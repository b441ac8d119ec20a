//! Email delivery of an onboarding submission.

use lettre::{
    AsyncFileTransport, AsyncSmtpTransport, AsyncTransport, Message, Tokio1Executor,
    message::{Attachment as MailAttachment, Mailbox, MultiPart, SinglePart, header::ContentType},
    transport::smtp::authentication::Credentials,
};
use std::path::Path;

use crate::{
    config::{AttachmentGroup, EmailConfig, EmailTransportConfig},
    errors::Error,
    submission::Submission,
};

pub struct EmailService {
    transport: EmailTransport,
    from: Mailbox,
    to: Vec<Mailbox>,
    cc: Vec<Mailbox>,
    subject_prefix: String,
    attachment_groups: Vec<AttachmentGroup>,
}

enum EmailTransport {
    Smtp(AsyncSmtpTransport<Tokio1Executor>),
    File(AsyncFileTransport<Tokio1Executor>),
}

/// Parses a comma-separated list of addresses.
fn parse_mailboxes(list: &str, variable: &str) -> Result<Vec<Mailbox>, Error> {
    list.split(',')
        .map(str::trim)
        .filter(|addr| !addr.is_empty())
        .map(|addr| {
            addr.parse::<Mailbox>().map_err(|e| Error::Internal {
                operation: format!("parse {variable} address '{addr}': {e}"),
            })
        })
        .collect()
}

impl EmailService {
    /// Builds the service from the operator settings. Fails with [`Error::MissingConfig`] when
    /// `SMTP_USER`, `SMTP_PASS` or `MAIL_TO` is absent.
    pub fn new(config: &EmailConfig) -> Result<Self, Error> {
        let credentials = config.credentials()?;

        let transport = match &config.transport {
            EmailTransportConfig::Smtp { host, port, use_tls } => {
                if !use_tls {
                    tracing::warn!("SMTP TLS is disabled - this is not recommended for production");
                }

                let smtp_builder = if *use_tls {
                    AsyncSmtpTransport::<Tokio1Executor>::starttls_relay(host)
                } else {
                    Ok(AsyncSmtpTransport::<Tokio1Executor>::builder_dangerous(host))
                }
                .map_err(|e| Error::Internal {
                    operation: format!("create SMTP transport: {e}"),
                })?
                .port(*port)
                .credentials(Credentials::new(credentials.username.to_string(), credentials.password.to_string()));

                EmailTransport::Smtp(smtp_builder.build())
            }
            EmailTransportConfig::File { path } => {
                let emails_dir = Path::new(path);
                if !emails_dir.exists() {
                    std::fs::create_dir_all(emails_dir).map_err(|e| Error::Internal {
                        operation: format!("create emails directory: {e}"),
                    })?;
                }
                EmailTransport::File(AsyncFileTransport::<Tokio1Executor>::new(emails_dir))
            }
        };

        let from = credentials.username.parse::<Mailbox>().map_err(|e| Error::Internal {
            operation: format!("parse SMTP_USER address: {e}"),
        })?;
        let to = parse_mailboxes(credentials.to, "MAIL_TO")?;
        if to.is_empty() {
            return Err(Error::MissingConfig { variable: "MAIL_TO" });
        }
        let cc = credentials.cc.map(|cc| parse_mailboxes(cc, "MAIL_CC")).transpose()?.unwrap_or_default();

        Ok(Self {
            transport,
            from,
            to,
            cc,
            subject_prefix: config.subject_prefix.clone(),
            attachment_groups: config.attachment_groups.clone(),
        })
    }

    /// Sends the submission with every file attached. The submission is consumed so the
    /// attachment buffers move into the message instead of being copied.
    pub async fn send_submission(&self, submission: Submission) -> Result<(), Error> {
        let message = self.build_message(submission)?;

        match &self.transport {
            EmailTransport::Smtp(smtp) => {
                smtp.send(message).await.map_err(|e| Error::Internal {
                    operation: format!("send SMTP email: {e}"),
                })?;
            }
            EmailTransport::File(file) => {
                file.send(message).await.map_err(|e| Error::Internal {
                    operation: format!("send file email: {e}"),
                })?;
            }
        }

        Ok(())
    }

    fn build_message(&self, submission: Submission) -> Result<Message, Error> {
        let subject = format_subject(&self.subject_prefix, &submission);
        let body = format_body(&submission, &self.attachment_groups);

        let mut builder = Message::builder().from(self.from.clone()).subject(subject);
        for to in &self.to {
            builder = builder.to(to.clone());
        }
        for cc in &self.cc {
            builder = builder.cc(cc.clone());
        }

        if let Some(email) = submission.field("email") {
            match email.parse::<Mailbox>() {
                Ok(reply_to) => builder = builder.reply_to(reply_to),
                Err(e) => tracing::warn!(email = %email, "Ignoring unparseable submitter address for Reply-To: {e}"),
            }
        }

        let mut parts = MultiPart::mixed().singlepart(SinglePart::plain(body));
        for file in submission.files {
            let content_type = ContentType::parse(&file.content_type)
                .or_else(|_| ContentType::parse("application/octet-stream"))
                .map_err(|e| Error::Internal {
                    operation: format!("build attachment content type: {e}"),
                })?;
            let filename = format!("{}_{}", file.field, file.filename);
            parts = parts.singlepart(MailAttachment::new(filename).body(file.content, content_type));
        }

        builder.multipart(parts).map_err(|e| Error::Internal {
            operation: format!("build email message: {e}"),
        })
    }
}

/// `"[ONBOARDING] <nom> - <immatriculation>"`, or `"[ONBOARDING] Client"` without a name.
pub fn format_subject(prefix: &str, submission: &Submission) -> String {
    match (submission.field("nom"), submission.field("immatriculation")) {
        (None, _) => format!("{prefix} Client"),
        (Some(name), None) => format!("{prefix} {name}"),
        (Some(name), Some(registration)) => format!("{prefix} {name} - {registration}"),
    }
}

/// Reformats `YYYY-MM-DD` as `DD/MM/YYYY`; any other input is returned unchanged.
pub fn format_french_date(value: &str) -> String {
    let parts: Vec<&str> = value.split('-').collect();
    match parts.as_slice() {
        [year, month, day]
            if year.len() == 4
                && month.len() == 2
                && day.len() == 2
                && parts.iter().all(|p| p.bytes().all(|b| b.is_ascii_digit())) =>
        {
            format!("{day}/{month}/{year}")
        }
        _ => value.to_string(),
    }
}

/// Number of attachments posted under a field starting with `prefix`.
pub fn count_with_prefix(submission: &Submission, prefix: &str) -> usize {
    submission.files.iter().filter(|f| f.field.starts_with(prefix)).count()
}

/// Plain-text body listing the client's details and a summary of the attachments.
pub fn format_body(submission: &Submission, groups: &[AttachmentGroup]) -> String {
    let value = |name: &str| submission.field(name).unwrap_or("-").to_string();
    let date = submission.field("date").map(format_french_date).unwrap_or_else(|| "-".to_string());

    let mut body = String::from("Nouvelle demande d'onboarding client\n\n");
    body.push_str(&format!("Nom : {}\n", value("nom")));
    body.push_str(&format!("Email : {}\n", value("email")));
    body.push_str(&format!("Téléphone : {}\n", value("telephone")));
    body.push_str(&format!("Adresse : {}\n", value("adresse")));
    body.push_str(&format!("Immatriculation : {}\n", value("immatriculation")));
    body.push_str(&format!("Date : {date}\n"));

    body.push_str(&format!("\nPièces jointes : {}\n", submission.files.len()));
    for group in groups {
        body.push_str(&format!("- {} : {}\n", group.label, count_with_prefix(submission, &group.prefix)));
    }

    body
}

#[cfg(test)]
mod tests {
    use super::*;
    use crate::submission::Attachment;
    use crate::test_utils::{create_test_config, submission_with};

    fn photo(field: &str, filename: &str) -> Attachment {
        Attachment {
            field: field.to_string(),
            filename: filename.to_string(),
            content_type: "image/jpeg".to_string(),
            content: b"\xff\xd8\xff".to_vec(),
        }
    }

    #[test]
    fn test_subject_with_name_and_registration() {
        let submission = submission_with(&[("nom", "Dupont"), ("immatriculation", "AB-123-CD")], vec![]);
        assert_eq!(format_subject("[ONBOARDING]", &submission), "[ONBOARDING] Dupont - AB-123-CD");
    }

    #[test]
    fn test_subject_falls_back_to_client() {
        let submission = submission_with(&[("email", "jean@example.com")], vec![]);
        assert_eq!(format_subject("[ONBOARDING]", &submission), "[ONBOARDING] Client");

        let blank = submission_with(&[("nom", "  ")], vec![]);
        assert_eq!(format_subject("[ONBOARDING]", &blank), "[ONBOARDING] Client");
    }

    #[test]
    fn test_subject_without_registration() {
        let submission = submission_with(&[("nom", "Dupont")], vec![]);
        assert_eq!(format_subject("[ONBOARDING]", &submission), "[ONBOARDING] Dupont");
    }

    #[test]
    fn test_french_date() {
        assert_eq!(format_french_date("2024-03-05"), "05/03/2024");
        assert_eq!(format_french_date("05/03/2024"), "05/03/2024");
        assert_eq!(format_french_date("2024-3-5"), "2024-3-5");
        assert_eq!(format_french_date("2024-03-05T10:00"), "2024-03-05T10:00");
        assert_eq!(format_french_date("abcd-ef-gh"), "abcd-ef-gh");
        assert_eq!(format_french_date(""), "");
    }

    #[test]
    fn test_body_lists_fields_and_counts() {
        let submission = submission_with(
            &[
                ("nom", "Dupont"),
                ("email", "jean@example.com"),
                ("telephone", "0601020304"),
                ("immatriculation", "AB-123-CD"),
                ("date", "2024-03-05"),
            ],
            vec![
                photo("degat_1", "a.jpg"),
                photo("degat_2", "b.jpg"),
                photo("hors_sinistre_1", "c.jpg"),
                photo("carte_grise", "d.jpg"),
            ],
        );

        let body = format_body(&submission, &EmailConfig::default().attachment_groups);

        assert!(body.contains("Nom : Dupont\n"));
        assert!(body.contains("Email : jean@example.com\n"));
        assert!(body.contains("Téléphone : 0601020304\n"));
        assert!(body.contains("Adresse : -\n"));
        assert!(body.contains("Immatriculation : AB-123-CD\n"));
        assert!(body.contains("Date : 05/03/2024\n"));
        assert!(body.contains("Pièces jointes : 4\n"));
        assert!(body.contains("- Photos dégâts : 2\n"));
        assert!(body.contains("- Photos hors sinistre : 1\n"));
    }

    #[test]
    fn test_count_with_prefix() {
        let submission = submission_with(
            &[],
            vec![photo("degat_1", "a.jpg"), photo("degats", "b.jpg"), photo("hors_sinistre_2", "c.jpg")],
        );
        assert_eq!(count_with_prefix(&submission, "degat_"), 1);
        assert_eq!(count_with_prefix(&submission, "hors_sinistre_"), 1);
        assert_eq!(count_with_prefix(&submission, "carte_"), 0);
    }

    #[test]
    fn test_service_requires_operator_settings() {
        let config = create_test_config();
        let mut email = config.email.clone();
        email.username = None;

        assert!(matches!(
            EmailService::new(&email),
            Err(Error::MissingConfig { variable: "SMTP_USER" })
        ));

        email.username = Some("relay@example.com".to_string());
        email.to = Some(" , ".to_string());
        assert!(matches!(EmailService::new(&email), Err(Error::MissingConfig { variable: "MAIL_TO" })));
    }

    #[test]
    fn test_message_headers_and_attachments() {
        let config = create_test_config();
        let service = EmailService::new(&config.email).unwrap();
        let submission = submission_with(
            &[("nom", "Dupont"), ("immatriculation", "AB-123-CD"), ("email", "jean@example.com")],
            vec![photo("degat_1", "avant.jpg"), photo("hors_sinistre_1", "arriere.jpg")],
        );

        let message = service.build_message(submission).unwrap();
        let raw = String::from_utf8(message.formatted()).unwrap();

        assert!(raw.contains("Subject: [ONBOARDING] Dupont - AB-123-CD"));
        assert!(raw.contains("Reply-To: jean@example.com"));
        assert!(raw.contains("agence@example.com"));
        assert!(raw.contains("backoffice@example.com"));
        assert!(raw.contains("Cc: copie@example.com"));
        assert!(raw.contains("degat_1_avant.jpg"));
        assert!(raw.contains("hors_sinistre_1_arriere.jpg"));
    }

    #[test]
    fn test_invalid_submitter_email_skips_reply_to() {
        let config = create_test_config();
        let service = EmailService::new(&config.email).unwrap();
        let submission = submission_with(&[("nom", "Dupont"), ("email", "pas une adresse")], vec![]);

        let message = service.build_message(submission).unwrap();
        let raw = String::from_utf8(message.formatted()).unwrap();

        assert!(!raw.contains("Reply-To"));
    }
}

——

Work item
Above are some records; copy each line there that contains "iter".

Task answer
                && parts.iter().all(|p| p.bytes().all(|b| b.is_ascii_digit())) =>
    submission.files.iter().filter(|f| f.field.starts_with(prefix)).count()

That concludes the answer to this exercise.